BBC Accuses Iran Of Cyberattack

The BBC has suggested that a cyberattack against it on March 1 was part of Iranian efforts to disrupt the BBC's Persian Service, which along with other foreign broadcasters has long proved an irritant to the clerically dominated regime.

The BBC reports that its director general, Mark Thompson, plans to level the charges against Iran in an upcoming speech to Britain's Royal Television Society.

In an advance extract from the speech, Thompson reportedly says the Internet attack coincided with efforts to jam two of the BBC Persian Service's satellite feeds into Iran.

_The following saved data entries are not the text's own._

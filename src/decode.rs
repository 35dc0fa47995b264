//! Assignment engine: walks a node tree against a [`TypeDescriptor`] and
//! builds a JSON value, reporting every failure as a [`YamlError`].

use std::collections::{BTreeMap, HashMap};
use std::rc::Rc;

use serde::{Deserialize, Serialize};
use serde_json::{Map as JsonMap, Number as JsonNumber, Value as JsonValue};
use tracing::{debug, trace};

use crate::diagnostics::{
    new_already_defined_error, new_struct_shape_error, new_unknown_field_error,
    new_wrong_type_error, render, DecodeErrors, ErrorCause, YamlError, META_LINE_NUM,
};
use crate::error::ShapeDefect;
use crate::node::{NodeRef, NodeTree, Tag};
use crate::types::{Shape, StructLayout, TypeDescriptor};

#[derive(Debug, Clone, Copy, Default, PartialEq, Eq, Serialize, Deserialize)]
#[serde(rename_all = "snake_case")]
/// How many errors a decode pass reports.
pub enum ErrorPolicy {
    /// Keep going after an error and report all of them.
    #[default]
    CollectAll,
    /// Stop at the first error.
    FirstError,
}

#[derive(Debug, Clone, Default, PartialEq, Eq, Serialize, Deserialize)]
#[serde(default)]
/// Decoder configuration.
pub struct DecodeOptions {
    /// Report document keys that match no struct field. Off by default, in
    /// which case such keys are ignored.
    pub known_fields: bool,
    pub error_policy: ErrorPolicy,
}

impl DecodeOptions {
    pub fn new() -> Self {
        Self::default()
    }

    pub fn known_fields(mut self, enabled: bool) -> Self {
        self.known_fields = enabled;
        self
    }

    pub fn error_policy(mut self, policy: ErrorPolicy) -> Self {
        self.error_policy = policy;
        self
    }
}

/// Reusable decoder.
#[derive(Debug, Clone, Default)]
pub struct Decoder {
    options: DecodeOptions,
}

impl Decoder {
    pub fn new(options: DecodeOptions) -> Self {
        Self { options }
    }

    pub fn options(&self) -> &DecodeOptions {
        &self.options
    }

    pub fn set_known_fields(&mut self, enabled: bool) {
        self.options.known_fields = enabled;
    }

    /// Decodes `tree` into a value shaped like `target`.
    ///
    /// Errors borrow both the tree and the descriptor so callers can inspect
    /// the offending node.
    pub fn decode<'a>(
        &self,
        tree: &'a NodeTree,
        target: &'a TypeDescriptor,
    ) -> Result<JsonValue, DecodeErrors<'a>> {
        let Some(root) = tree.root() else {
            return Ok(JsonValue::Null);
        };
        trace!(target_type = target.name(), nodes = tree.len(), "decoding document");

        let mut state = DecodeState::new(&self.options);
        let value = state.unmarshal(root, target);
        if state.errors.is_empty() {
            Ok(value.unwrap_or(JsonValue::Null))
        } else {
            Err(DecodeErrors::new(state.errors))
        }
    }
}

/// Decodes `tree` with `options`. See [`Decoder::decode`].
pub fn decode<'a>(
    tree: &'a NodeTree,
    target: &'a TypeDescriptor,
    options: &DecodeOptions,
) -> Result<JsonValue, DecodeErrors<'a>> {
    Decoder::new(options.clone()).decode(tree, target)
}

/// Decoding stopped early; the reason is already in `DecodeState::errors`.
struct Abort;

type Step<T> = Result<T, Abort>;

struct DecodeState<'o, 'a> {
    options: &'o DecodeOptions,
    errors: Vec<YamlError<'a>>,
    /// Struct layouts keyed by descriptor address; descriptors are borrowed
    /// for the whole pass, so addresses stay unique.
    layouts: HashMap<*const TypeDescriptor, Rc<StructLayout<'a>>>,
}
//! Arena-backed document tree produced by the parser and read by the decoder.
//!
//! Nodes are owned top-down by [`NodeTree`]. Each node records its parent as a
//! plain [`NodeId`], which lets diagnostics walk upward to rebuild a path
//! without any shared ownership between parent and child.

use std::fmt;

use serde::{Deserialize, Serialize};

/// Structural kind of a node.
#[derive(Debug, Clone, Copy, PartialEq, Eq, Hash, Serialize, Deserialize)]
#[serde(rename_all = "snake_case")]
pub enum NodeKind {
    Scalar,
    Sequence,
    Mapping,
}

/// Resolved YAML tag of a node.
#[derive(Debug, Clone, Copy, PartialEq, Eq, Hash, Serialize, Deserialize)]
#[serde(rename_all = "snake_case")]
pub enum Tag {
    Null,
    Bool,
    Int,
    Float,
    Str,
    Seq,
    Map,
}

impl Tag {
    /// Short YAML form used in messages, e.g. `!!map`.
    pub fn short(self) -> &'static str {
        match self {
            Tag::Null => "!!null",
            Tag::Bool => "!!bool",
            Tag::Int => "!!int",
            Tag::Float => "!!float",
            Tag::Str => "!!str",
            Tag::Seq => "!!seq",
            Tag::Map => "!!map",
        }
    }

    pub fn kind(self) -> NodeKind {
        match self {
            Tag::Seq => NodeKind::Sequence,
            Tag::Map => NodeKind::Mapping,
            _ => NodeKind::Scalar,
        }
    }

    pub fn is_container(self) -> bool {
        matches!(self, Tag::Seq | Tag::Map)
    }
}

impl fmt::Display for Tag {
    fn fmt(&self, f: &mut fmt::Formatter<'_>) -> fmt::Result {
        f.write_str(self.short())
    }
}

/// Index of a node inside its [`NodeTree`].
#[derive(Debug, Clone, Copy, PartialEq, Eq, Hash, PartialOrd, Ord)]
pub struct NodeId(usize);

#[derive(Debug, Clone)]
struct Node {
    tag: Tag,
    value: String,
    line: usize,
    column: usize,
    parent: Option<NodeId>,
    /// Position among the parent's children.
    slot: usize,
    children: Vec<NodeId>,
}

/// Owned node arena. The first node pushed is the root.
#[derive(Debug, Clone, Default)]
pub struct NodeTree {
    nodes: Vec<Node>,
}

impl NodeTree {
    pub fn new() -> Self {
        Self::default()
    }

    /// Appends a node under `parent`. The first node pushed is the root and
    /// should be the only one pushed with `parent == None`.
    pub fn push(
        &mut self,
        parent: Option<NodeId>,
        tag: Tag,
        value: impl Into<String>,
        line: usize,
        column: usize,
    ) -> NodeId {
        let id = NodeId(self.nodes.len());
        let slot = match parent {
            Some(p) => {
                let siblings = &mut self.nodes[p.0].children;
                siblings.push(id);
                siblings.len() - 1
            }
            None => 0,
        };
        self.nodes.push(Node {
            tag,
            value: value.into(),
            line,
            column,
            parent,
            slot,
            children: Vec::new(),
        });
        id
    }

    /// Root node, or `None` for an empty tree.
    pub fn root(&self) -> Option<NodeRef<'_>> {
        if self.nodes.is_empty() {
            None
        } else {
            Some(self.get(NodeId(0)))
        }
    }

    pub fn get(&self, id: NodeId) -> NodeRef<'_> {
        NodeRef { tree: self, id }
    }

    pub fn len(&self) -> usize {
        self.nodes.len()
    }

    pub fn is_empty(&self) -> bool {
        self.nodes.is_empty()
    }
}

/// Borrowed handle to a node. Cheap to copy.
#[derive(Clone, Copy)]
pub struct NodeRef<'a> {
    tree: &'a NodeTree,
    id: NodeId,
}

impl<'a> NodeRef<'a> {
    fn node(&self) -> &'a Node {
        &self.tree.nodes[self.id.0]
    }

    pub fn id(&self) -> NodeId {
        self.id
    }

    pub fn tag(&self) -> Tag {
        self.node().tag
    }

    pub fn kind(&self) -> NodeKind {
        self.node().tag.kind()
    }

    /// Raw scalar text. Empty for containers.
    pub fn value(&self) -> &'a str {
        &self.node().value
    }

    /// 1-based source line.
    pub fn line(&self) -> usize {
        self.node().line
    }

    /// 1-based source column.
    pub fn column(&self) -> usize {
        self.node().column
    }

    pub fn parent(&self) -> Option<NodeRef<'a>> {
        self.node().parent.map(|id| self.tree.get(id))
    }

    pub fn children(&self) -> impl Iterator<Item = NodeRef<'a>> + 'a {
        let tree = self.tree;
        self.node().children.iter().map(move |id| tree.get(*id))
    }

    pub fn child(&self, index: usize) -> Option<NodeRef<'a>> {
        self.node()
            .children
            .get(index)
            .map(|id| self.tree.get(*id))
    }

    /// Key/value pairs of a mapping node. Empty for other kinds.
    pub fn entries(&self) -> impl Iterator<Item = (NodeRef<'a>, NodeRef<'a>)> + 'a {
        let tree = self.tree;
        let children: &'a [NodeId] = if self.tag() == Tag::Map {
            &self.node().children
        } else {
            &[]
        };
        children
            .chunks_exact(2)
            .map(move |pair| (tree.get(pair[0]), tree.get(pair[1])))
    }

    /// Rebuilds the key/index path from the root down to this node.
    ///
    /// A key node resolves to its own key, so errors raised on a mapping key
    /// and on its value share the same path.
    pub fn path(&self) -> NodePath {
        let mut segments = Vec::new();
        let mut current = *self;
        while let Some(parent) = current.parent() {
            let slot = current.node().slot;
            match parent.tag() {
                Tag::Map => {
                    if let Some(key) = parent.child(slot - slot % 2) {
                        segments.push(PathSegment::Key(key.value().to_string()));
                    }
                }
                Tag::Seq => segments.push(PathSegment::Index(slot)),
                _ => {}
            }
            current = parent;
        }
        segments.reverse();
        NodePath { segments }
    }
}

impl fmt::Debug for NodeRef<'_> {
    fn fmt(&self, f: &mut fmt::Formatter<'_>) -> fmt::Result {
        f.debug_struct("NodeRef")
            .field("id", &self.id)
            .field("tag", &self.tag())
            .field("value", &self.value())
            .field("line", &self.line())
            .field("column", &self.column())
            .finish()
    }
}

impl PartialEq for NodeRef<'_> {
    fn eq(&self, other: &Self) -> bool {
        std::ptr::eq(self.tree, other.tree) && self.id == other.id
    }
}

impl Eq for NodeRef<'_> {}

/// One step of a [`NodePath`].
#[derive(Debug, Clone, PartialEq, Eq, Hash, Serialize, Deserialize)]
#[serde(rename_all = "snake_case")]
pub enum PathSegment {
    Key(String),
    Index(usize),
}

impl fmt::Display for PathSegment {
    fn fmt(&self, f: &mut fmt::Formatter<'_>) -> fmt::Result {
        match self {
            PathSegment::Key(key) => f.write_str(key),
            PathSegment::Index(i) => write!(f, "[{i}]"),
        }
    }
}

/// Path from the document root to a node, e.g. `servers[0].port`.
#[derive(Debug, Clone, PartialEq, Eq, Hash, Default)]
pub struct NodePath {
    segments: Vec<PathSegment>,
}

impl NodePath {
    pub fn segments(&self) -> &[PathSegment] {
        &self.segments
    }

    pub fn is_empty(&self) -> bool {
        self.segments.is_empty()
    }

    pub fn len(&self) -> usize {
        self.segments.len()
    }
}

impl fmt::Display for NodePath {
    fn fmt(&self, f: &mut fmt::Formatter<'_>) -> fmt::Result {
        for (i, segment) in self.segments.iter().enumerate() {
            match segment {
                PathSegment::Key(_) if i > 0 => write!(f, ".{segment}")?,
                _ => write!(f, "{segment}")?,
            }
        }
        Ok(())
    }
}

#[cfg(test)]
mod tests {
    use super::{NodeTree, PathSegment, Tag};

    #[test]
    fn root_has_empty_path() {
        let mut tree = NodeTree::new();
        tree.push(None, Tag::Map, "", 1, 1);
        let root = tree.root().unwrap();
        assert!(root.path().is_empty());
        assert_eq!(root.path().to_string(), "");
    }

    #[test]
    fn path_walks_keys_and_indices() {
        let mut tree = NodeTree::new();
        let root = tree.push(None, Tag::Map, "", 1, 1);
        tree.push(Some(root), Tag::Str, "servers", 1, 1);
        let seq = tree.push(Some(root), Tag::Seq, "", 2, 3);
        let item = tree.push(Some(seq), Tag::Map, "", 2, 5);
        let key = tree.push(Some(item), Tag::Str, "port", 2, 5);
        let value = tree.push(Some(item), Tag::Int, "80", 2, 11);

        let path = tree.get(value).path();
        assert_eq!(
            path.segments(),
            &[
                PathSegment::Key("servers".to_string()),
                PathSegment::Index(0),
                PathSegment::Key("port".to_string()),
            ]
        );
        assert_eq!(path.to_string(), "servers[0].port");
        assert_eq!(tree.get(key).path(), path);
    }

    #[test]
    fn entries_pairs_mapping_children() {
        let mut tree = NodeTree::new();
        let root = tree.push(None, Tag::Map, "", 1, 1);
        tree.push(Some(root), Tag::Str, "a", 1, 1);
        tree.push(Some(root), Tag::Int, "1", 1, 4);
        tree.push(Some(root), Tag::Str, "b", 2, 1);
        tree.push(Some(root), Tag::Bool, "true", 2, 4);

        let pairs: Vec<(String, String)> = tree
            .root()
            .unwrap()
            .entries()
            .map(|(k, v)| (k.value().to_string(), v.value().to_string()))
            .collect();
        assert_eq!(
            pairs,
            vec![
                ("a".to_string(), "1".to_string()),
                ("b".to_string(), "true".to_string())
            ]
        );
    }
}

Thompson's speech says the coincidence of the attacks is "self-evidently suspicious."

Last month, Thompson accused Iran of intimidating Persian service workers.

The nongovernmental group Reporters Without Borders -- which named Iran as an "enemy of the Internet" earlier this week -- has complained about the Iran's so-called cyber army, created by the Islamic Revolutionary Guards Corps (IRGC) in 2010.

Iranian authorities block broadcasts and otherwise target the operations of foreign broadcasters including BBC, Germany's Deutsche Welle, and U.S. broadcasters RFE/RL and Voice of America.

Tehran also has waged a long-running campaign against the use of satellite TV dishes, although such receivers remain hugely popular among Iranians.